[Goal of the exercise]
Copy the line with "reads as finished." and all lines following it through the last line of the entries, exactly as written.

______________________________

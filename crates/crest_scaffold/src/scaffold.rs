//! Scaffold offset state and coordinated transitions
//!
//! [`ScaffoldState`] owns the vertical offset of the whole toolbar+body block
//! (how far it has shifted upward), the [`ToolbarState`], and the configured
//! scroll strategy. Progress metrics are pure derived reads, recomputed from
//! the current offset and toolbar height on every access.
//!
//! `expand`/`collapse` animate the offset and the toolbar height as two
//! concurrent tracks under one timing spec, joined in a [`Transition`] that
//! finishes only when both settle and cancels both as a unit.

use crest_animation::{AnimatedCell, AnimationSpec, SchedulerHandle, TrackId, Transition};

use crate::fling::FlingBehavior;
use crate::strategy::ScrollStrategy;
use crate::toolbar::ToolbarState;

/// Offset and coordination state of a collapsing-toolbar scaffold
pub struct ScaffoldState {
    toolbar: ToolbarState,
    offset: AnimatedCell,
    strategy: Option<ScrollStrategy>,
    handle: SchedulerHandle,
}

impl ScaffoldState {
    /// Create a scaffold with no strategy configured yet
    pub fn new(handle: &SchedulerHandle) -> Self {
        Self {
            toolbar: ToolbarState::new(handle.clone()),
            offset: AnimatedCell::new(handle.clone(), 0.0),
            strategy: None,
            handle: handle.clone(),
        }
    }

    /// Create a scaffold with the given strategy installed
    pub fn with_strategy(handle: &SchedulerHandle, strategy: ScrollStrategy) -> Self {
        let mut state = Self::new(handle);
        state.strategy = Some(strategy);
        state
    }

    pub fn toolbar(&self) -> &ToolbarState {
        &self.toolbar
    }

    pub fn toolbar_mut(&mut self) -> &mut ToolbarState {
        &mut self.toolbar
    }

    /// The active scroll strategy, if one is configured
    pub fn strategy(&self) -> Option<ScrollStrategy> {
        self.strategy
    }

    pub fn set_strategy(&mut self, strategy: Option<ScrollStrategy>) {
        self.strategy = strategy;
    }

    /// Valid offset range under the active strategy
    fn offset_bounds(&self) -> (f32, f32) {
        match self.strategy {
            Some(ScrollStrategy::ExitUntilCollapsed) => (0.0, 0.0),
            _ => (-self.toolbar.min_height(), 0.0),
        }
    }

    /// Current vertical offset of the toolbar+body block (≤ 0), clamped into
    /// the range the active strategy allows
    pub fn offset_y(&self) -> f32 {
        let (lo, hi) = self.offset_bounds();
        self.offset.get().clamp(lo, hi)
    }

    /// Consume a raw offset delta, clamped into the strategy's range.
    ///
    /// Cancels any in-flight offset animation and returns the signed portion
    /// actually consumed. Under `ExitUntilCollapsed` the offset is pinned at
    /// zero and nothing is ever consumed.
    pub fn dispatch_offset_delta(&mut self, raw: f32) -> f32 {
        let (lo, hi) = self.offset_bounds();
        let offset = self.offset_y();
        let next = (offset + raw).clamp(lo, hi);
        self.offset.set_immediate(next);
        let consumed = next - offset;
        tracing::trace!(raw, consumed, offset = next, "scaffold offset delta");
        consumed
    }

    /// Offset-only progress in [0, 1]: 1 with the block fully on screen, 0
    /// with it shifted up by the toolbar's min height.
    ///
    /// Constant 1 under `ExitUntilCollapsed` (the offset is unused) and while
    /// no strategy is configured.
    pub fn offset_progress(&self) -> f32 {
        match self.strategy {
            Some(ScrollStrategy::EnterAlways) | Some(ScrollStrategy::EnterAlwaysCollapsed) => {
                let min_height = self.toolbar.min_height();
                if min_height <= 0.0 {
                    return 1.0;
                }
                1.0 - (-self.offset_y() / min_height).clamp(0.0, 1.0)
            }
            _ => 1.0,
        }
    }

    /// Combined progress of offset and toolbar height in [0, 1]
    pub fn total_progress(&self) -> f32 {
        let max_height = self.toolbar.max_height();
        if max_height <= 0.0 {
            return 1.0;
        }
        ((self.offset_y() + self.toolbar.height()) / max_height).clamp(0.0, 1.0)
    }

    /// Animate the offset back to zero.
    ///
    /// No-op under `ExitUntilCollapsed`, which never moves the offset.
    pub fn offset_expand(&mut self, spec: AnimationSpec) -> Option<TrackId> {
        if matches!(self.strategy, Some(ScrollStrategy::ExitUntilCollapsed)) {
            return None;
        }
        self.normalize_offset();
        self.offset.animate_to(0.0, spec)
    }

    /// Animate the offset to `-min_height` (block shifted fully up).
    ///
    /// No-op under `ExitUntilCollapsed`.
    pub fn offset_collapse(&mut self, spec: AnimationSpec) -> Option<TrackId> {
        if matches!(self.strategy, Some(ScrollStrategy::ExitUntilCollapsed)) {
            return None;
        }
        self.normalize_offset();
        self.offset.animate_to(-self.toolbar.min_height(), spec)
    }

    /// Expand offset and toolbar height together.
    ///
    /// Both tracks run concurrently under the same spec; the returned
    /// transition finishes once both settle and cancels both together.
    /// Starting a new transition replaces any in-flight animation on either
    /// field.
    pub fn expand(&mut self, spec: AnimationSpec) -> Transition {
        tracing::debug!("scaffold expand");
        let offset_track = self.offset_expand(spec);
        let height_track = self.toolbar.expand(spec);
        Transition::from_tracks(self.handle.clone(), [offset_track, height_track])
    }

    /// Collapse offset and toolbar height together; see [`Self::expand`]
    pub fn collapse(&mut self, spec: AnimationSpec) -> Transition {
        tracing::debug!("scaffold collapse");
        let offset_track = self.offset_collapse(spec);
        let height_track = self.toolbar.collapse(spec);
        Transition::from_tracks(self.handle.clone(), [offset_track, height_track])
    }

    /// Check if any offset or height animation is in flight
    pub fn is_animating(&self) -> bool {
        self.offset.is_animating() || self.toolbar.is_animating()
    }

    // =========================================================================
    // Nested-scroll hooks (delegate to the configured strategy)
    // =========================================================================

    /// Consume part of a scroll delta before the body sees it.
    ///
    /// Returns the signed consumed portion; with no strategy configured the
    /// whole delta passes through.
    pub fn pre_scroll(&mut self, delta: f32) -> f32 {
        match self.strategy {
            Some(strategy) => strategy.pre_scroll(self, delta),
            None => 0.0,
        }
    }

    /// Absorb what the body left unconsumed (overscroll)
    pub fn post_scroll(&mut self, remaining: f32) -> f32 {
        match self.strategy {
            Some(strategy) => strategy.post_scroll(self, remaining),
            None => 0.0,
        }
    }

    /// Run the fling decay against toolbar/offset before the body flings.
    ///
    /// Returns the unconsumed velocity for the body's own fling.
    pub fn pre_fling(&mut self, fling: &dyn FlingBehavior, velocity: f32) -> f32 {
        match self.strategy {
            Some(strategy) => strategy.pre_fling(self, fling, velocity),
            None => velocity,
        }
    }

    /// Absorb residual fling velocity after the body's fling
    pub fn post_fling(&mut self, fling: &dyn FlingBehavior, velocity: f32) -> f32 {
        match self.strategy {
            Some(strategy) => strategy.post_fling(self, fling, velocity),
            None => velocity,
        }
    }

    /// Write an offset directly (snapshot restore); reads clamp into range
    pub(crate) fn write_offset(&mut self, offset: f32) {
        self.offset.set_immediate(offset);
    }

    /// Fold any out-of-range stored offset back into range before animating
    fn normalize_offset(&mut self) {
        let clamped = self.offset_y();
        if (self.offset.get() - clamped).abs() > f32::EPSILON {
            self.offset.set_immediate(clamped);
        }
    }
}

#[cfg(test)]
mod tests {
    use super::*;
    use crest_animation::AnimationScheduler;

    fn measured_scaffold(
        scheduler: &AnimationScheduler,
        strategy: ScrollStrategy,
    ) -> ScaffoldState {
        let mut state = ScaffoldState::with_strategy(&scheduler.handle(), strategy);
        state.toolbar_mut().set_bounds(100.0, 300.0).unwrap();
        state
    }

    fn run_to_rest(scheduler: &AnimationScheduler) {
        for _ in 0..600 {
            if !scheduler.advance(1.0 / 60.0) {
                break;
            }
        }
    }

    #[test]
    fn test_offset_clamped_to_strategy_range() {
        let scheduler = AnimationScheduler::new();
        let mut state = measured_scaffold(&scheduler, ScrollStrategy::EnterAlways);

        assert_eq!(state.dispatch_offset_delta(-60.0), -60.0);
        assert_eq!(state.offset_y(), -60.0);

        // Only 40 left before -min_height
        assert_eq!(state.dispatch_offset_delta(-70.0), -40.0);
        assert_eq!(state.offset_y(), -100.0);

        assert_eq!(state.dispatch_offset_delta(150.0), 100.0);
        assert_eq!(state.offset_y(), 0.0);
    }

    #[test]
    fn test_exit_until_collapsed_pins_offset() {
        let scheduler = AnimationScheduler::new();
        let mut state = measured_scaffold(&scheduler, ScrollStrategy::ExitUntilCollapsed);

        assert_eq!(state.dispatch_offset_delta(-50.0), 0.0);
        assert_eq!(state.offset_y(), 0.0);
        assert!(state.offset_collapse(AnimationSpec::default()).is_none());
        assert_eq!(state.offset_progress(), 1.0);
    }

    #[test]
    fn test_offset_progress_tracks_offset() {
        let scheduler = AnimationScheduler::new();
        let mut state = measured_scaffold(&scheduler, ScrollStrategy::EnterAlways);

        assert_eq!(state.offset_progress(), 1.0);
        state.dispatch_offset_delta(-50.0);
        assert!((state.offset_progress() - 0.5).abs() < 1e-6);
        state.dispatch_offset_delta(-50.0);
        assert_eq!(state.offset_progress(), 0.0);
    }

    #[test]
    fn test_total_progress_combines_offset_and_height() {
        let scheduler = AnimationScheduler::new();
        let mut state = measured_scaffold(&scheduler, ScrollStrategy::EnterAlwaysCollapsed);

        // Fully expanded, fully on screen
        assert_eq!(state.total_progress(), 1.0);

        state.toolbar_mut().dispatch_delta(-200.0); // height 100
        state.dispatch_offset_delta(-100.0); // offset -100
        assert_eq!(state.total_progress(), 0.0);

        state.dispatch_offset_delta(50.0);
        assert!((state.total_progress() - (50.0 / 300.0)).abs() < 1e-6);
    }

    #[test]
    fn test_expand_joins_offset_and_height_tracks() {
        let scheduler = AnimationScheduler::new();
        let mut state = measured_scaffold(&scheduler, ScrollStrategy::EnterAlwaysCollapsed);
        state.toolbar_mut().dispatch_delta(-200.0);
        state.dispatch_offset_delta(-100.0);

        let transition = state.expand(AnimationSpec::tween(300));
        assert_eq!(transition.tracks().len(), 2);
        assert!(!transition.is_finished());

        run_to_rest(&scheduler);
        assert!(transition.is_finished());
        assert_eq!(state.offset_y(), 0.0);
        assert_eq!(state.toolbar().height(), 300.0);
        assert_eq!(state.total_progress(), 1.0);
    }

    #[test]
    fn test_new_transition_replaces_in_flight_animation() {
        let scheduler = AnimationScheduler::new();
        let mut state = measured_scaffold(&scheduler, ScrollStrategy::EnterAlwaysCollapsed);
        state.toolbar_mut().dispatch_delta(-200.0);
        state.dispatch_offset_delta(-100.0);

        let expand = state.expand(AnimationSpec::tween(1000));
        scheduler.advance(0.1);

        // Reversing mid-flight replaces both tracks; the old ones are gone
        // from the scheduler, so the stale transition reads as finished.
        let collapse = state.collapse(AnimationSpec::tween(200));
        assert!(expand.is_finished());

        run_to_rest(&scheduler);
        assert!(collapse.is_finished());
        assert_eq!(state.toolbar().height(), 100.0);
        assert_eq!(state.offset_y(), -100.0);
    }

    #[test]
    fn test_transition_cancel_freezes_both_fields() {
        let scheduler = AnimationScheduler::new();
        let mut state = measured_scaffold(&scheduler, ScrollStrategy::EnterAlwaysCollapsed);
        state.toolbar_mut().dispatch_delta(-200.0);
        state.dispatch_offset_delta(-100.0);

        let transition = state.expand(AnimationSpec::tween(1000));
        scheduler.advance(0.3);
        transition.cancel();

        let (height, offset) = (state.toolbar().height(), state.offset_y());
        assert!(height > 100.0 && height < 300.0);
        assert!(offset > -100.0 && offset < 0.0);

        scheduler.advance(0.5);
        assert_eq!(state.toolbar().height(), height);
        assert_eq!(state.offset_y(), offset);
        assert!(!state.is_animating());
    }

    #[test]
    fn test_hooks_without_strategy_pass_everything_through() {
        let scheduler = AnimationScheduler::new();
        let mut state = ScaffoldState::new(&scheduler.handle());
        state.toolbar_mut().set_bounds(100.0, 300.0).unwrap();

        assert_eq!(state.pre_scroll(-50.0), 0.0);
        assert_eq!(state.post_scroll(30.0), 0.0);
        assert_eq!(state.toolbar().height(), 300.0);
        assert_eq!(state.offset_y(), 0.0);
    }
}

______________________________

[Solution for this exercise]
        // from the scheduler, so the stale transition reads as finished.
        let collapse = state.collapse(AnimationSpec::tween(200));
        assert!(expand.is_finished());

        run_to_rest(&scheduler);
        assert!(collapse.is_finished());
        assert_eq!(state.toolbar().height(), 100.0);
        assert_eq!(state.offset_y(), -100.0);
    }

    #[test]
    fn test_transition_cancel_freezes_both_fields() {
        let scheduler = AnimationScheduler::new();
        let mut state = measured_scaffold(&scheduler, ScrollStrategy::EnterAlwaysCollapsed);
        state.toolbar_mut().dispatch_delta(-200.0);
        state.dispatch_offset_delta(-100.0);

        let transition = state.expand(AnimationSpec::tween(1000));
        scheduler.advance(0.3);
        transition.cancel();

        let (height, offset) = (state.toolbar().height(), state.offset_y());
        assert!(height > 100.0 && height < 300.0);
        assert!(offset > -100.0 && offset < 0.0);

        scheduler.advance(0.5);
        assert_eq!(state.toolbar().height(), height);
        assert_eq!(state.offset_y(), offset);
        assert!(!state.is_animating());
    }

    #[test]
    fn test_hooks_without_strategy_pass_everything_through() {
        let scheduler = AnimationScheduler::new();
        let mut state = ScaffoldState::new(&scheduler.handle());
        state.toolbar_mut().set_bounds(100.0, 300.0).unwrap();

        assert_eq!(state.pre_scroll(-50.0), 0.0);
        assert_eq!(state.post_scroll(30.0), 0.0);
        assert_eq!(state.toolbar().height(), 300.0);
        assert_eq!(state.offset_y(), 0.0);
    }
}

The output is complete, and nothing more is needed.